**Task to complete**
Print out the data below. Do not alter a single line.

**Data shown**
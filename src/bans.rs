use std::sync::Arc;

use chrono::{DateTime, Duration, Utc};
use tracing::info;

use crate::error::{NotFoundAs, ServiceError, ServiceResult};
use crate::models::{BanType, Id, User, UserStatus};
use crate::repo::UserRepo;

pub const MAX_BAN_DAYS: i64 = 365;

/// Expiry for a ban starting at `now`. Temporary bans need `1..=MAX_BAN_DAYS` days;
/// permanent bans have no expiry and ignore `days`.
pub fn ban_expiry(ban_type: BanType, days: Option<i64>, now: DateTime<Utc>) -> ServiceResult<Option<DateTime<Utc>>> {
    match ban_type {
        BanType::Permanent => Ok(None),
        BanType::Temporary => match days {
            Some(d) if (1..=MAX_BAN_DAYS).contains(&d) => Ok(Some(now + Duration::days(d))),
            _ => Err(ServiceError::InvalidBanDuration),
        },
    }
}

/// Suspended, and either permanent or not yet expired.
pub fn is_active_ban(user: &User, now: DateTime<Utc>) -> bool {
    user.status == UserStatus::Suspended && user.ban_expires_at.map_or(true, |exp| exp > now)
}

/// Owns the active <-> suspended transition. Audit records are written by the caller.
#[derive(Clone)]
pub struct BanManager {
    users: Arc<dyn UserRepo>,
}

impl BanManager {
    pub fn new(users: Arc<dyn UserRepo>) -> Self {
        Self { users }
    }

    /// Suspends `user_id` and returns the updated account.
    pub async fn ban(
        &self,
        user_id: Id,
        moderator_id: Id,
        ban_type: BanType,
        days: Option<i64>,
    ) -> ServiceResult<User> {
        let now = Utc::now();
        let expires_at = ban_expiry(ban_type, days, now)?;
        let user = self.users.get_user(user_id).await.not_found_as(ServiceError::UserNotFound)?;
        if !user.role.is_bannable() {
            return Err(ServiceError::CannotBanModeratorOrAdmin);
        }
        if user_id == moderator_id {
            return Err(ServiceError::CannotModerateSelf);
        }
        if is_active_ban(&user, now) {
            return Err(ServiceError::AlreadyBanned);
        }
        let banned = self
            .users
            .update_user_status(user_id, UserStatus::Suspended, expires_at)
            .await
            .not_found_as(ServiceError::UserNotFound)?;
        info!(user_id, moderator_id, ?ban_type, expires_at = ?banned.ban_expires_at, "user suspended");
        Ok(banned)
    }

    pub async fn unban(&self, user_id: Id, moderator_id: Id) -> ServiceResult<User> {
        // existence check first so a missing user never reaches the write
        self.users.get_user(user_id).await.not_found_as(ServiceError::UserNotFound)?;
        let user = self
            .users
            .update_user_status(user_id, UserStatus::Active, None)
            .await
            .not_found_as(ServiceError::UserNotFound)?;
        info!(user_id, moderator_id, "user reinstated");
        Ok(user)
    }

    pub async fn is_banned(&self, user_id: Id, now: DateTime<Utc>) -> ServiceResult<bool> {
        let user = self.users.get_user(user_id).await.not_found_as(ServiceError::UserNotFound)?;
        Ok(is_active_ban(&user, now))
    }
}

#[cfg(test)]
mod tests {
    use super::*;
    use crate::auth::Role;

    fn user(status: UserStatus, expires: Option<DateTime<Utc>>) -> User {
        User {
            id: 1,
            username: "u".into(),
            role: Role::User,
            status,
            ban_expires_at: expires,
            thread_count: 0,
            reply_count: 0,
            created_at: Utc::now(),
        }
    }

    #[test]
    fn duration_bounds() {
        let now = Utc::now();
        assert!(matches!(ban_expiry(BanType::Temporary, None, now), Err(ServiceError::InvalidBanDuration)));
        assert!(matches!(ban_expiry(BanType::Temporary, Some(0), now), Err(ServiceError::InvalidBanDuration)));
        assert!(matches!(ban_expiry(BanType::Temporary, Some(400), now), Err(ServiceError::InvalidBanDuration)));
        assert_eq!(ban_expiry(BanType::Temporary, Some(365), now).unwrap(), Some(now + Duration::days(365)));
        assert_eq!(ban_expiry(BanType::Permanent, Some(400), now).unwrap(), None);
    }

    #[test]
    fn active_ban_respects_expiry() {
        let now = Utc::now();
        assert!(!is_active_ban(&user(UserStatus::Active, None), now));
        assert!(is_active_ban(&user(UserStatus::Suspended, None), now));
        assert!(is_active_ban(&user(UserStatus::Suspended, Some(now + Duration::hours(1))), now));
        assert!(!is_active_ban(&user(UserStatus::Suspended, Some(now - Duration::hours(1))), now));
    }
}
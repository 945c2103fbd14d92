use std::sync::Arc;

use actix_web::{web, HttpRequest, HttpResponse};
use chrono::{DateTime, Utc};
use serde::Deserialize;

use crate::auth::{Actor, Auth};
use crate::content::ContentService;
use crate::error::ApiError;
use crate::models::*;
use crate::moderation::ModerationExecutor;
use crate::notes::NoteService;
use crate::password::PasswordHasher;
use crate::reports::ReportLedger;
use crate::repo::Repo;
use crate::stats::ModerationStatistics;

pub const THREAD_PASSWORD_HEADER: &str = "X-Thread-Password";

pub fn config(cfg: &mut web::ServiceConfig) {
    cfg.service(
        web::scope("/api/v1")
            .service(web::resource("/reports").route(web::post().to(submit_report)))
            .service(web::resource("/reports/mine").route(web::get().to(my_reports)))
            // moderation (staff only; enforced by the services)
            .service(web::resource("/moderation/reports").route(web::get().to(moderation_queue)))
            .service(web::resource("/moderation/reports/{id}").route(web::get().to(get_report)))
            .service(
                web::resource("/moderation/reports/{id}/actions").route(web::post().to(execute_action)),
            )
            .service(web::resource("/moderation/actions").route(web::get().to(list_actions)))
            .service(web::resource("/moderation/stats").route(web::get().to(moderation_stats)))
            .service(
                web::resource("/moderation/users/{id}/ban")
                    .route(web::get().to(ban_status))
                    .route(web::post().to(ban_user)),
            )
            .service(web::resource("/moderation/users/{id}/unban").route(web::post().to(unban_user)))
            .service(
                web::resource("/moderation/users/{id}/reports").route(web::get().to(reports_against_user)),
            )
            .service(
                web::resource("/moderation/users/{id}/notes")
                    .route(web::get().to(list_notes))
                    .route(web::post().to(create_note)),
            )
            .service(web::resource("/moderation/notes/{id}").route(web::delete().to(delete_note)))
            .service(web::resource("/moderation/threads/{id}").route(web::post().to(moderate_thread)))
            .service(web::resource("/moderation/replies/{id}").route(web::post().to(moderate_reply)))
            // content
            .service(web::resource("/categories").route(web::post().to(create_category)))
            .service(web::resource("/categories/{id}/threads").route(web::get().to(list_threads)))
            .service(web::resource("/categories/{id}/lock").route(web::post().to(lock_category)))
            .service(
                web::resource("/categories/{id}/subscription")
                    .route(web::post().to(subscribe))
                    .route(web::delete().to(unsubscribe)),
            )
            .service(web::resource("/threads").route(web::post().to(create_thread)))
            .service(web::resource("/threads/{id}").route(web::get().to(get_thread)))
            .service(web::resource("/threads/{id}/lock").route(web::post().to(lock_thread)))
            .service(
                web::resource("/threads/{id}/replies")
                    .route(web::get().to(list_replies))
                    .route(web::post().to(create_reply)),
            )
            .service(web::resource("/replies/{id}").route(web::get().to(get_reply)))
            .service(web::resource("/users/{id}").route(web::get().to(get_user)))
            .service(web::resource("/admin/users").route(web::post().to(create_user))),
    );
}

**Solved exercise**
filename src/bans.rs
use std::sync::Arc;

use chrono::{DateTime, Duration, Utc};
use tracing::info;

use crate::error::{NotFoundAs, ServiceError, ServiceResult};
use crate::models::{BanType, Id, User, UserStatus};
use crate::repo::UserRepo;

pub const MAX_BAN_DAYS: i64 = 365;

/// Expiry for a ban starting at `now`. Temporary bans need `1..=MAX_BAN_DAYS` days;
/// permanent bans have no expiry and ignore `days`.
pub fn ban_expiry(ban_type: BanType, days: Option<i64>, now: DateTime<Utc>) -> ServiceResult<Option<DateTime<Utc>>> {
    match ban_type {
        BanType::Permanent => Ok(None),
        BanType::Temporary => match days {
            Some(d) if (1..=MAX_BAN_DAYS).contains(&d) => Ok(Some(now + Duration::days(d))),
            _ => Err(ServiceError::InvalidBanDuration),
        },
    }
}

/// Suspended, and either permanent or not yet expired.
pub fn is_active_ban(user: &User, now: DateTime<Utc>) -> bool {
    user.status == UserStatus::Suspended && user.ban_expires_at.map_or(true, |exp| exp > now)
}

/// Owns the active <-> suspended transition. Audit records are written by the caller.
#[derive(Clone)]
pub struct BanManager {
    users: Arc<dyn UserRepo>,
}

impl BanManager {
    pub fn new(users: Arc<dyn UserRepo>) -> Self {
        Self { users }
    }

    /// Suspends `user_id` and returns the updated account.
    pub async fn ban(
        &self,
        user_id: Id,
        moderator_id: Id,
        ban_type: BanType,
        days: Option<i64>,
    ) -> ServiceResult<User> {
        let now = Utc::now();
        let expires_at = ban_expiry(ban_type, days, now)?;
        let user = self.users.get_user(user_id).await.not_found_as(ServiceError::UserNotFound)?;
        if !user.role.is_bannable() {
            return Err(ServiceError::CannotBanModeratorOrAdmin);
        }
        if user_id == moderator_id {
            return Err(ServiceError::CannotModerateSelf);
        }
        if is_active_ban(&user, now) {
            return Err(ServiceError::AlreadyBanned);
        }
        let banned = self
            .users
            .update_user_status(user_id, UserStatus::Suspended, expires_at)
            .await
            .not_found_as(ServiceError::UserNotFound)?;
        info!(user_id, moderator_id, ?ban_type, expires_at = ?banned.ban_expires_at, "user suspended");
        Ok(banned)
    }

    pub async fn unban(&self, user_id: Id, moderator_id: Id) -> ServiceResult<User> {
        // existence check first so a missing user never reaches the write
        self.users.get_user(user_id).await.not_found_as(ServiceError::UserNotFound)?;
        let user = self
            .users
            .update_user_status(user_id, UserStatus::Active, None)
            .await
            .not_found_as(ServiceError::UserNotFound)?;
        info!(user_id, moderator_id, "user reinstated");
        Ok(user)
    }

    pub async fn is_banned(&self, user_id: Id, now: DateTime<Utc>) -> ServiceResult<bool> {
        let user = self.users.get_user(user_id).await.not_found_as(ServiceError::UserNotFound)?;
        Ok(is_active_ban(&user, now))
    }
}

#[cfg(test)]
mod tests {
    use super::*;
    use crate::auth::Role;

    fn user(status: UserStatus, expires: Option<DateTime<Utc>>) -> User {
        User {
            id: 1,
            username: "u".into(),
            role: Role::User,
            status,
            ban_expires_at: expires,
            thread_count: 0,
            reply_count: 0,
            created_at: Utc::now(),
        }
    }

    #[test]
    fn duration_bounds() {
        let now = Utc::now();
        assert!(matches!(ban_expiry(BanType::Temporary, None, now), Err(ServiceError::InvalidBanDuration)));
        assert!(matches!(ban_expiry(BanType::Temporary, Some(0), now), Err(ServiceError::InvalidBanDuration)));
        assert!(matches!(ban_expiry(BanType::Temporary, Some(400), now), Err(ServiceError::InvalidBanDuration)));
        assert_eq!(ban_expiry(BanType::Temporary, Some(365), now).unwrap(), Some(now + Duration::days(365)));
        assert_eq!(ban_expiry(BanType::Permanent, Some(400), now).unwrap(), None);
    }

    #[test]
    fn active_ban_respects_expiry() {
        let now = Utc::now();
        assert!(!is_active_ban(&user(UserStatus::Active, None), now));
        assert!(is_active_ban(&user(UserStatus::Suspended, None), now));
        assert!(is_active_ban(&user(UserStatus::Suspended, Some(now + Duration::hours(1))), now));
        assert!(!is_active_ban(&user(UserStatus::Suspended, Some(now - Duration::hours(1))), now));
    }
}
repository 945c2103fbd14d92
use std::sync::Arc;

use actix_web::{web, HttpRequest, HttpResponse};
use chrono::{DateTime, Utc};
use serde::Deserialize;

use crate::auth::{Actor, Auth};
use crate::content::ContentService;
use crate::error::ApiError;
use crate::models::*;
use crate::moderation::ModerationExecutor;
use crate::notes::NoteService;
use crate::password::PasswordHasher;
use crate::reports::ReportLedger;
use crate::repo::Repo;
use crate::stats::ModerationStatistics;

pub const THREAD_PASSWORD_HEADER: &str = "X-Thread-Password";

pub fn config(cfg: &mut web::ServiceConfig) {
    cfg.service(
        web::scope("/api/v1")
            .service(web::resource("/reports").route(web::post().to(submit_report)))
            .service(web::resource("/reports/mine").route(web::get().to(my_reports)))
            // moderation (staff only; enforced by the services)
            .service(web::resource("/moderation/reports").route(web::get().to(moderation_queue)))
            .service(web::resource("/moderation/reports/{id}").route(web::get().to(get_report)))
            .service(
                web::resource("/moderation/reports/{id}/actions").route(web::post().to(execute_action)),
            )
            .service(web::resource("/moderation/actions").route(web::get().to(list_actions)))
            .service(web::resource("/moderation/stats").route(web::get().to(moderation_stats)))
            .service(
                web::resource("/moderation/users/{id}/ban")
                    .route(web::get().to(ban_status))
                    .route(web::post().to(ban_user)),
            )
            .service(web::resource("/moderation/users/{id}/unban").route(web::post().to(unban_user)))
            .service(
                web::resource("/moderation/users/{id}/reports").route(web::get().to(reports_against_user)),
            )
            .service(
                web::resource("/moderation/users/{id}/notes")
                    .route(web::get().to(list_notes))
                    .route(web::post().to(create_note)),
            )
            .service(web::resource("/moderation/notes/{id}").route(web::delete().to(delete_note)))
            .service(web::resource("/moderation/threads/{id}").route(web::post().to(moderate_thread)))
            .service(web::resource("/moderation/replies/{id}").route(web::post().to(moderate_reply)))
            // content
            .service(web::resource("/categories").route(web::post().to(create_category)))
            .service(web::resource("/categories/{id}/threads").route(web::get().to(list_threads)))
            .service(web::resource("/categories/{id}/lock").route(web::post().to(lock_category)))
            .service(
                web::resource("/categories/{id}/subscription")
                    .route(web::post().to(subscribe))
                    .route(web::delete().to(unsubscribe)),
            )
            .service(web::resource("/threads").route(web::post().to(create_thread)))
            .service(web::resource("/threads/{id}").route(web::get().to(get_thread)))
            .service(web::resource("/threads/{id}/lock").route(web::post().to(lock_thread)))
            .service(
                web::resource("/threads/{id}/replies")
                    .route(web::get().to(list_replies))
                    .route(web::post().to(create_reply)),
            )
            .service(web::resource("/replies/{id}").route(web::get().to(get_reply)))
            .service(web::resource("/users/{id}").route(web::get().to(get_user)))
            .service(web::resource("/admin/users").route(web::post().to(create_user))),
    );
}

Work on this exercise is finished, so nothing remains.